La jeune génération aura sans doute oublié jusqu’au nom de Rose Pauly (1894-1975), dont le répertoire gigantesque a pourtant de quoi laisser pantois : depuis Donna Anna jusqu’à Hélène d’Egypte en passant par Marie de Wozzeck, alternant Rosalinde de Fledermaus et La Reine de Saba de Goldmark, aussi à l’aise en Aida qu’en Amnéris, en Vénus qu’en Elisabeth, en Teinturière qu’en Impératrice de La Femme sans ombre, en Carmen qu’en Tosca, elle fut de toutes les audaces de l’entre-deux-guerres (Der Diktator de Krenek, Neues vom Tage de Hindemith, Fremde Erde de Rathaus, Die Bakchantinnen de Wellesz…). Son legs discographique n’est malheureusement pas à la hauteur de son talent : des extraits studio de Fidelio et Cavalleria rusticana, la prière de Tosca, deux airs de concert de Strauss, divers extraits électrisants de la rare Hélène d’Egypte avec Busch et la Staatskapelle de Dresde… C’est peu, au vu d’une telle artiste. Mais une perle se dégage de ce maigre butin pour qui accepte la précarité des prises de son pirates des années 30 : son Elektra, qui nous est parvenue en quasi intégrale depuis le Carnegie Hall (1937). Le choc est assuré ! Le timbre rond, ample, percussif mais jamais agressif, se plie aux exigences surhumaines du rôle, insinuant quand il s’agit de louvoyer avec sa mère, tour à tour mélancolique et inquiet dans ses soliloques, dardant un « Orest » d’anthologie lorsqu’elle finit par reconnaître son frère dans ce mystérieux messager qui cherche à lui parler… Un des grands chocs physiques de l’histoire du disque. [Jean-Jacques Groleau]
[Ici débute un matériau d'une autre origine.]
//! Two-strand k-mer counting.
//!
//! Every window offset `i` in `0..=len-k` contributes two increments: the
//! forward k-mer, and a second k-mer chosen by [`StrandMode`]. Only
//! uppercase `ACGT` k-mers are kept.

use rayon::prelude::*;
use tracing::{debug, info};

use crate::config::{CountConfig, StrandMode};
use crate::error::{NucleoError, Result};
use crate::kmer::codec::all_kmers;
use crate::kmer::kmer::{is_acgt, reverse_complement_bytes};
use crate::kmer::table::{merge_tables, CountTable};

/// Count the k-mers of a single sequence.
pub fn count_kmers(seq: &str, config: &CountConfig) -> Result<CountTable<u64>> {
    let k = config.k;
    check_exhaustive_limit(config)?;
    let len = seq.chars().count();
    if k == 0 || k > len {
        return Err(NucleoError::InvalidLength { k, len });
    }

    let mut kmers = count_windows(seq.as_bytes(), k, config.strand);
    if config.exhaustive {
        fill_missing(&mut kmers, k)?;
    }
    Ok(kmers)
}

/// Count k-mers across many sequences and sum the tables.
///
/// Sequences are counted in parallel and merged by per-key addition; zero
/// filling runs once on the total. Sequences shorter than `k` are skipped.
pub fn count_kmers_many<S>(seqs: &[S], config: &CountConfig) -> Result<CountTable<u64>>
where
    S: AsRef<str> + Sync,
{
    let k = config.k;
    check_exhaustive_limit(config)?;
    let lengths: Vec<usize> = seqs.iter().map(|s| s.as_ref().chars().count()).collect();
    let longest = lengths.iter().copied().max().unwrap_or(0);
    if k == 0 || k > longest {
        return Err(NucleoError::InvalidLength { k, len: longest });
    }

    let skipped = lengths.iter().filter(|&&len| len < k).count();
    if skipped > 0 {
        debug!("Skipping {} sequences shorter than k={}", skipped, k);
    }

    let mut kmers = seqs
        .par_iter()
        .zip(lengths.par_iter())
        .filter(|&(_, &len)| len >= k)
        .map(|(s, _)| count_windows(s.as_ref().as_bytes(), k, config.strand))
        .reduce(CountTable::new, merge_tables);

    if config.exhaustive {
        fill_missing(&mut kmers, k)?;
    }
    info!(
        "Counted {} distinct {}-mers over {} sequences",
        kmers.len(),
        k,
        seqs.len() - skipped
    );
    Ok(kmers)
}

fn check_exhaustive_limit(config: &CountConfig) -> Result<()> {
    if config.exhaustive && config.k > config.max_exhaustive_k {
        return Err(NucleoError::ExhaustiveLimit {
            k: config.k,
            max: config.max_exhaustive_k,
        });
    }
    Ok(())
}

/// Caller guarantees `1 <= k` and at least `k` characters, hence at least `k` bytes.
fn count_windows(seq: &[u8], k: usize, strand: StrandMode) -> CountTable<u64> {
    let mut kmers = CountTable::new();
    let mut add = |window: &[u8]| {
        // only uppercase ACGT k-mers are ever keys
        if is_acgt(window) {
            let kmer: String = window.iter().map(|&b| b as char).collect();
            *kmers.entry(kmer).or_insert(0) += 1;
        }
    };

    match strand {
        StrandMode::Forward => {
            for window in seq.windows(k) {
                add(window);
                add(window);
            }
        }
        StrandMode::ReverseComplement => {
            let rc_seq = reverse_complement_bytes(seq);
            for (forward, reverse) in seq.windows(k).zip(rc_seq.windows(k)) {
                add(forward);
                add(reverse);
            }
        }
    }
    kmers
}

fn fill_missing(kmers: &mut CountTable<u64>, k: usize) -> Result<()> {
    for kmer in all_kmers(k)? {
        kmers.entry(kmer).or_insert(0);
    }
    Ok(())
}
Capriccio (Schwarzkopf, Ludwig, Fischer-Dieskau, Gedda, Hotter, Philharmonia Orchestra, dir. W.Sawallisch – EMI 1957).

Walter Legge était mieux qu’un assembleur de voix : il était alchimiste de timbres. Ce Capriccio en est l’exemple par excellence ; car on ne sait s’il fut inscrit au programme pour l’intérêt intrinsèque de l’œuvre ou pour la possibilité d’y faire entendre ce que l’équipe Legge avait de meilleur et savait faire de mieux : converser en musique. Cet enregistrement est historique non point parce qu’il propose le plus beau regard qui soit sur cette œuvre à part, mais parce qu’il y fait valoir des délices de timbres, un hédonisme de l’orchestre (et, au sein de l’orchestre, de ce qui est chambriste), une musicalité surannée et succulente de cet allemand viennois qui sont sans comparaison dans tout ce qui s’est enregistré de Strauss, et peut-être enregistré tout court. Il faut assumer ici ce goût d’une ivresse sonore aux préciosités décadentes et cependant exquises. Schwarzkopf n’y est pas cette Maréchale un rien gourmée que Legge aussi enregistrera, mais une bonne amie toute de tendresse et de malice. Les voix masculines sont juvéniles et personnelles comme seul Cosi peut en faire entendre. On y  reconnaît, en passant, des silhouettes de l’Opéra de Vienne grand âge. Laissons à d’autres lectures la passionnante question de la primauté de la musique sur les paroles. Contentons-nous ici d’en entendre l’ineffable fusion. [Sylvain Fort]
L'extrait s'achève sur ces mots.